Friday, January 26, 2024

SUMMARY AND CONTENTS


ECONOMIC GROWTH LEADS ARCHAIC AND RISING FORCES TO CLASH 

Setting change in the context of underlying economies is rare. Comparing civilizations from that point of view even more. Likening the legendary French cultures (plural since they evolve) with those of economically primitive Africa has to my knowledge never been done.

But French and African societies reacted in basically the same profit-oriented producers threatened their stability.   

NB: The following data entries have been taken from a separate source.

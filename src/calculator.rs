use serde::{Deserialize, Serialize};

use crate::error::CalcError;

/// The four supported operations
#[derive(Debug, Clone, Copy, PartialEq, Eq)]
pub enum Operator {
    Add,
    Subtract,
    Multiply,
    Divide,
}

impl Operator {
    /// Parse the form tag (`add`, `subtract`, `multiply`, `divide`)
    pub fn from_tag(tag: &str) -> Option<Self> {
        match tag {
            "add" => Some(Operator::Add),
            "subtract" => Some(Operator::Subtract),
            "multiply" => Some(Operator::Multiply),
            "divide" => Some(Operator::Divide),
            _ => None,
        }
    }

    pub fn symbol(self) -> &'static str {
        match self {
            Operator::Add => "+",
            Operator::Subtract => "-",
            Operator::Multiply => "×",
            Operator::Divide => "÷",
        }
    }

    /// Apply the operator; a divisor of exactly zero is an error, not infinity
    pub fn apply(self, lhs: f64, rhs: f64) -> Result<f64, CalcError> {
        match self {
            Operator::Add => Ok(lhs + rhs),
            Operator::Subtract => Ok(lhs - rhs),
            Operator::Multiply => Ok(lhs * rhs),
            Operator::Divide => {
                if rhs == 0.0 {
                    Err(CalcError::DivisionByZero)
                } else {
                    Ok(lhs / rhs)
                }
            }
        }
    }
}

/// One line of the calculation history
#[derive(Debug, Clone, PartialEq, Serialize, Deserialize)]
pub struct CalculationEntry {
    pub num1: f64,
    pub num2: f64,
    pub operator_symbol: String,
    pub result: String,
}

/// Round to two decimals, then drop trailing zeros and a dangling point
///
/// `4.0` becomes `"4"`, `4.5` becomes `"4.5"` and `4.567` becomes `"4.57"`.
pub fn format_result(value: f64) -> String {
    let fixed = format!("{:.2}", value);
    if !fixed.contains('.') {
        return fixed;
    }
    fixed.trim_end_matches('0').trim_end_matches('.').to_string()
}

fn parse_operand(raw: Option<&str>) -> Result<f64, CalcError> {
    raw.and_then(|s| s.trim().parse::<f64>().ok())
        .ok_or(CalcError::InvalidInput)
}

/// Evaluate a submitted calculator form
///
/// Both operands are parsed before the operator is looked at, so bad numbers
/// win over a bad operator.
pub fn calculate(
    num1: Option<&str>,
    num2: Option<&str>,
    operator: Option<&str>,
) -> Result<CalculationEntry, CalcError> {
    let lhs = parse_operand(num1)?;
    let rhs = parse_operand(num2)?;
    let op = operator
        .and_then(Operator::from_tag)
        .ok_or(CalcError::InvalidOperator)?;

    let value = op.apply(lhs, rhs)?;

    Ok(CalculationEntry {
        num1: lhs,
        num2: rhs,
        operator_symbol: op.symbol().to_string(),
        result: format_result(value),
    })
}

 In France, Protestants' beliefs justify activities that increasingly threatened traditional controls (more about that here) and to force their conversion, Louis XIV billeted dragoons in their homes (in 1684), telling them they could do whatever they liked to them short of murder

The violence worked: most Protestants converted or left. The power of the State was  reinforced, with lasting traces. 

Dragonnade (detail) by Maurice Leloir in Le Roy Soleil by T. Cabu, 1931
The overwhelmingly Catholic population approved and the king's power was reinforced.
 
  • In Dahomey,* palm-oil production was in the hands of a new producers. Their  European clients placed them outside royal control and as the Industrial Revolution increased demand their wealth grew. So did their capacity to strengthen the king. Then the British blocked the port to prevent slave-carrying ships from sailing (in 1853).
*The kingdom in modern Benin that controlled the Atlantic slave trade.

The ruler found himself with 300 captives that the oligarchy could not absorb and that were costly to maintain. The palm-oil producers would gladly buy them, but that would strengthen their labor force, wealth and power.

 To the applause of the crowd, the king sacrificed them instead.

Sacrifice humain au Dahomey en 1853, "Le Tour du Monde"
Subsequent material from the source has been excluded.